ACTIVITY:
Beginning with the line that holds "use dotenvy::dotenv;" in the data below, give again every line through the one that holds "filter = tracing_subscriber::EnvFilter::try_from_default_env()", exactly as written.
- - -
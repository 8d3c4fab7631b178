use serde::de::DeserializeOwned;
use url::Url;

use crate::catalog::config::CatalogConfig;
use crate::catalog::errors::CatalogError;
use crate::catalog::types::{Episode, Page, SavedShow};
use crate::utils::get_client;

use super::fetch::fetch_all;

/// Every show saved in the user's library, oldest page first.
pub(crate) async fn fetch_saved_shows(
    config: &CatalogConfig,
    access_token: &str,
) -> Result<Vec<SavedShow>, CatalogError> {
    fetch_all(
        move |offset, limit| async move {
            let url = listing_url(&config.api_url, &["me", "shows"], offset, limit)?;
            get_page(url, access_token).await
        },
        config.page_size,
        config.max_pages,
    )
    .await
}

/// Every episode of `show_id`, with the user's resume point.
pub(crate) async fn fetch_show_episodes(
    config: &CatalogConfig,
    access_token: &str,
    show_id: &str,
) -> Result<Vec<Episode>, CatalogError> {
    fetch_all(
        move |offset, limit| async move {
            let url = listing_url(
                &config.api_url,
                &["shows", show_id, "episodes"],
                offset,
                limit,
            )?;
            get_page(url, access_token).await
        },
        config.page_size,
        config.max_pages,
    )
    .await
}

fn listing_url(
    api_url: &str,
    segments: &[&str],
    offset: usize,
    limit: usize,
) -> Result<Url, CatalogError> {
    let mut url =
        Url::parse(api_url).map_err(|e| CatalogError::InvalidUrl(format!("{api_url}: {e}")))?;
    url.path_segments_mut()
        .map_err(|_| CatalogError::InvalidUrl(format!("{api_url}: cannot be a base")))?
        .pop_if_empty()
        .extend(segments);
    url.query_pairs_mut()
        .append_pair("limit", &limit.to_string())
        .append_pair("offset", &offset.to_string());
    Ok(url)
}

async fn get_page<T: DeserializeOwned>(
    url: Url,
    access_token: &str,
) -> Result<Page<T>, CatalogError> {
    tracing::debug!("Fetching page: {}", url);

    let client = get_client()?;
    let response = client
        .get(url)
        .bearer_auth(access_token)
        .send()
        .await
        .map_err(|e| CatalogError::Request(e.to_string()))?;

    let status = response.status();
    if !status.is_success() {
        let body = response.text().await.unwrap_or_default();
        return Err(CatalogError::Status {
            status: status.as_u16(),
            body,
        });
    }

    let body = response
        .text()
        .await
        .map_err(|e| CatalogError::Request(e.to_string()))?;
    serde_json::from_str(&body).map_err(|e| CatalogError::Serde(e.to_string()))
}
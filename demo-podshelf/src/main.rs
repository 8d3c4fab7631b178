use dotenvy::dotenv;
use tracing_subscriber::{layer::SubscriberExt, util::SubscriberInitExt};

use podshelf_axum::{AppState, podshelf_router};

mod server;

use crate::server::{Ports, spawn_http_server, spawn_https_server};

#[tokio::main]
async fn main() -> Result<(), Box<dyn std::error::Error + Send + Sync>> {
    dotenv().ok();
    let filter = tracing_subscriber::EnvFilter::try_from_default_env()
        .unwrap_or_else(|_| "info,demo_podshelf=debug,podshelf=debug,podshelf_axum=debug".into());
    tracing_subscriber::registry()
        .with(filter)
        .with(tracing_subscriber::fmt::layer())
        .init();

    let state = AppState::from_env().await?;
    let app = podshelf_router(state);

    let ports = Ports::from_env()?;
    let http_server = spawn_http_server(ports.http, app.clone());

    match server::tls_paths_from_env() {
        Some(tls) => {
            let https_port = ports.https.ok_or("HTTPS_PORT must be set with TLS_CERT_PATH")?;
            // rustls needs a process-level CryptoProvider before the TLS config is built
            rustls::crypto::ring::default_provider()
                .install_default()
                .map_err(|_| "Failed to install default CryptoProvider")?;
            let https_server = spawn_https_server(https_port, tls, app).await?;
            tokio::try_join!(http_server, https_server)?;
        }
        None => http_server.await?,
    }
    Ok(())
}
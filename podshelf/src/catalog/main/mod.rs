mod fetch;
mod spotify;

pub use fetch::fetch_all;
pub(crate) use spotify::{fetch_saved_shows, fetch_show_episodes};
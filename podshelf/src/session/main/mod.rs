mod cookie;
mod session;

pub use session::SessionStore;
- - -
COMPLETED EXERCISE:
use dotenvy::dotenv;
use tracing_subscriber::{layer::SubscriberExt, util::SubscriberInitExt};

use podshelf_axum::{AppState, podshelf_router};

mod server;

use crate::server::{Ports, spawn_http_server, spawn_https_server};

#[tokio::main]
async fn main() -> Result<(), Box<dyn std::error::Error + Send + Sync>> {
    dotenv().ok();
    let filter = tracing_subscriber::EnvFilter::try_from_default_env()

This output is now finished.